Richmond County’s 2014 Stories of the Year

Voters reject sales tax, and with it goes potential

By Kevin Spradlin

Is it over yet? Well, almost. What a year it’s been.

From the good and the bad, quite a bit has taken place since Jan. 1 in this sleepy part of the state and country. You know, someone once said that Richmond County was a place to go and rest. That has hardly been the case.

The list Super 7 stories published today is the result of a two-hour discussion and voting by a five-person panel of avid readers. The focus of the discussion was the impact of each story on the Richmond County area. Nothing was left off from initial consideration — it was an open forum — and no story on any other list, or its ranking on those lists, were made available so as to enter this discussion with a clear and open mind, free of constraint or obligation.

The panel included Post columnist and local author Howard Richardson, sports writer Nick Beggs, Jackie McAuley, of Richmond County Soil and Water Conservation District and John Hutchinson, local historian, Rockingham City Council member and financial advisor with Wells Fargo Advisors. Each panelist responded to outreach from The Pee Dee Post for public participation.

The list that started the discussion included 12 stories. Another four were added. As it turns out, the first vote was pretty much all that was needed as things fell into place quite nicely. There was one tie between Nos. 2 and 3, but since no ties were permitted, the consensus of the group directed the list played out as you see it now.

This is the finale in an eight-part series to close out the year, looking back on the top videos, news and sporting events of 2014. Happy New Year, everyone.

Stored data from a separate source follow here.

//! PatientReader port for fetching patient demographics.

use async_trait::async_trait;

use crate::domain::foundation::{AssessmentError, PatientId};
use crate::domain::patient::PatientRecord;

/// Read access to the patient record service.
///
/// # Contract
///
/// Implementations must:
/// - Return `Ok(None)` when the patient does not exist
/// - Return the record as stored, without filling in missing fields
/// - Return `AssessmentError::UpstreamUnavailable` for transport failures
#[async_trait]
pub trait PatientReader: Send + Sync {
    /// Fetch the demographics of a patient.
    async fn fetch_patient(
        &self,
        patient_id: &PatientId,
    ) -> Result<Option<PatientRecord>, AssessmentError>;
}
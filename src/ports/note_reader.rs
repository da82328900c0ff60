//! NoteReader port for fetching a patient's clinical notes.

use async_trait::async_trait;

use crate::domain::foundation::{AssessmentError, PatientId};

/// Read access to the note service.
///
/// # Contract
///
/// - A patient without notes yields `Ok(vec![])`, never an error
/// - Notes keep the order the note service returns them in
/// - Transport failures map to `AssessmentError::UpstreamUnavailable`
#[async_trait]
pub trait NoteReader: Send + Sync {
    /// Fetch the free-text notes written for a patient.
    async fn fetch_notes(&self, patient_id: &PatientId) -> Result<Vec<String>, AssessmentError>;
}
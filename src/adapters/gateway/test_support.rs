//! Fake gateway for adapter tests.

use std::net::SocketAddr;
use std::sync::Arc;

use axum::extract::{Path, State};
use axum::http::{header, HeaderMap, StatusCode};
use axum::response::{IntoResponse, Response};
use axum::routing::get;
use axum::{Json, Router};
use serde_json::json;

use super::client::GatewayClient;
use super::credentials::GatewayCredentials;
use crate::config::GatewayConfig;

pub(crate) const USERNAME: &str = "gateway";
pub(crate) const PASSWORD: &str = "gateway-secret";

pub(crate) struct FakeGateway {
    addr: SocketAddr,
}

impl FakeGateway {
    pub(crate) fn config(&self) -> GatewayConfig {
        GatewayConfig {
            url: format!("http://{}/", self.addr),
            username: USERNAME.to_string(),
            password: PASSWORD.to_string(),
            timeout_secs: 5,
        }
    }

    pub(crate) fn client(&self) -> GatewayClient {
        self.client_with(GatewayCredentials::new(USERNAME, PASSWORD))
    }

    pub(crate) fn client_with(&self, credentials: GatewayCredentials) -> GatewayClient {
        GatewayClient::new(&self.config(), Arc::new(credentials)).unwrap()
    }
}

/// Config pointing at a port nothing listens on.
pub(crate) fn unreachable_config() -> GatewayConfig {
    GatewayConfig {
        url: "http://127.0.0.1:9".to_string(),
        username: USERNAME.to_string(),
        password: PASSWORD.to_string(),
        timeout_secs: 2,
    }
}

/// Starts the fake gateway on an ephemeral port.
///
/// Patient ids: 1 is complete, 2 lacks a birth date, 404 is unknown,
/// 500 fails. Note ids: 1 has two notes (one with a null text), 2 has none,
/// 3 returns a body that is not a list, 404 is unknown, 500 fails.
pub(crate) async fn spawn_gateway() -> FakeGateway {
    let credentials = Arc::new(GatewayCredentials::new(USERNAME, PASSWORD));
    let app = Router::new()
        .route("/patients/:id", get(patient))
        .route("/notes/:id", get(notes))
        .with_state(credentials);

    let listener = tokio::net::TcpListener::bind("127.0.0.1:0").await.unwrap();
    let addr = listener.local_addr().unwrap();
    tokio::spawn(async move {
        axum::serve(listener, app).await.unwrap();
    });

    FakeGateway { addr }
}

fn authorized(credentials: &GatewayCredentials, headers: &HeaderMap) -> bool {
    headers
        .get(header::AUTHORIZATION)
        .and_then(|value| value.to_str().ok())
        .map(|value| credentials.verify_basic_header(value))
        .unwrap_or(false)
}

async fn patient(
    State(credentials): State<Arc<GatewayCredentials>>,
    headers: HeaderMap,
    Path(id): Path<i32>,
) -> Response {
    if !authorized(&credentials, &headers) {
        return StatusCode::UNAUTHORIZED.into_response();
    }
    match id {
        1 => Json(json!({
            "id": 1,
            "firstName": "Test",
            "lastName": "TestEarlyOnset",
            "birthDate": "2002-06-21",
            "gender": "MALE"
        }))
        .into_response(),
        2 => Json(json!({ "id": 2, "gender": "FEMALE" })).into_response(),
        500 => StatusCode::INTERNAL_SERVER_ERROR.into_response(),
        _ => StatusCode::NOT_FOUND.into_response(),
    }
}

async fn notes(
    State(credentials): State<Arc<GatewayCredentials>>,
    headers: HeaderMap,
    Path(id): Path<i32>,
) -> Response {
    if !authorized(&credentials, &headers) {
        return StatusCode::UNAUTHORIZED.into_response();
    }
    match id {
        1 => Json(json!([
            { "id": "a", "patId": 1, "noteText": "Le patient fume, Taille et Poids en hausse" },
            { "id": "b", "patId": 1, "noteText": null }
        ]))
        .into_response(),
        2 => Json(json!([])).into_response(),
        3 => Json(json!({ "noteText": "not a list" })).into_response(),
        500 => StatusCode::INTERNAL_SERVER_ERROR.into_response(),
        _ => StatusCode::NOT_FOUND.into_response(),
    }
}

Dec. 24 — By the numbers: Top videos of the year
Dec. 25 —  By the numbers: Top Sports/Outdoor stories
Dec. 26 —  By the numbers: Top News stories
Dec. 27 —  Super 7 Business stories
Dec. 27 — Fantastic 15 Photos of the Year
Dec. 28 — Super 7 Feel-good stories
Dec. 29 — Super 7 Sports stories
Dec. 30 — Super 7 Stories of the Year – final

No. 1 — Voters overwhelmingly reject sales tax referendum

RICHMOND COUNTY — It wasn’t even close.

In early voting and on Nov. 4, Richmond County voters soundly rejected a quarter-cent sales tax referendum that would have helped fund an expansive multi-purpose sports complex along Old Aberdeen Road. Nearly three out of every four county voters — 8,661, or 70.4 percent for to 3,638 against — said no thanks.

Kevin Spradlin |

Kevin Spradlin |

Whether it was an issue of a confusing ballot — the referendum language failed to mention anything about a sports complex — or a lack of connection for voters between the “Vote Yes” campaign signs posted throughout the county and the sales tax referendum is unknown. But the finality of the vote left no ambiguity.

The sports complex is a project nearly a decade in the works, one that the city of Rockingham already has about $889,000 invested in required environmental studies and site preparation. Wisely, less than 20 percent of that figure is taxpayer money.

The 118-acre park was to include four baseball/softball fields, three youth baseball/softball fields, four more adult baseball/softball fields, an 18-hole disk golf course, a tennis facility, a soccer complex comprised of five playing fields and an activity center, complete with a miniature train, a splash park, a carousel, a playground and a dog park, among other amenities.

The park, as planned, would have freed up Browder Park and Bynum Park for additional youth and adult groups to play soccer, softball and more — and there is an ever-increasing demand for playing fields.

But voters said no — no to paying an additional 25 cents for every $100 spent shopping. No matter the reason, the result is the same: Richmond County voters decided not to invest in themselves and residents are stuck with the status quo. This is a decision, unless revisited, that could have negative consequences for years to come in the local worlds that are business and outdoor recreation.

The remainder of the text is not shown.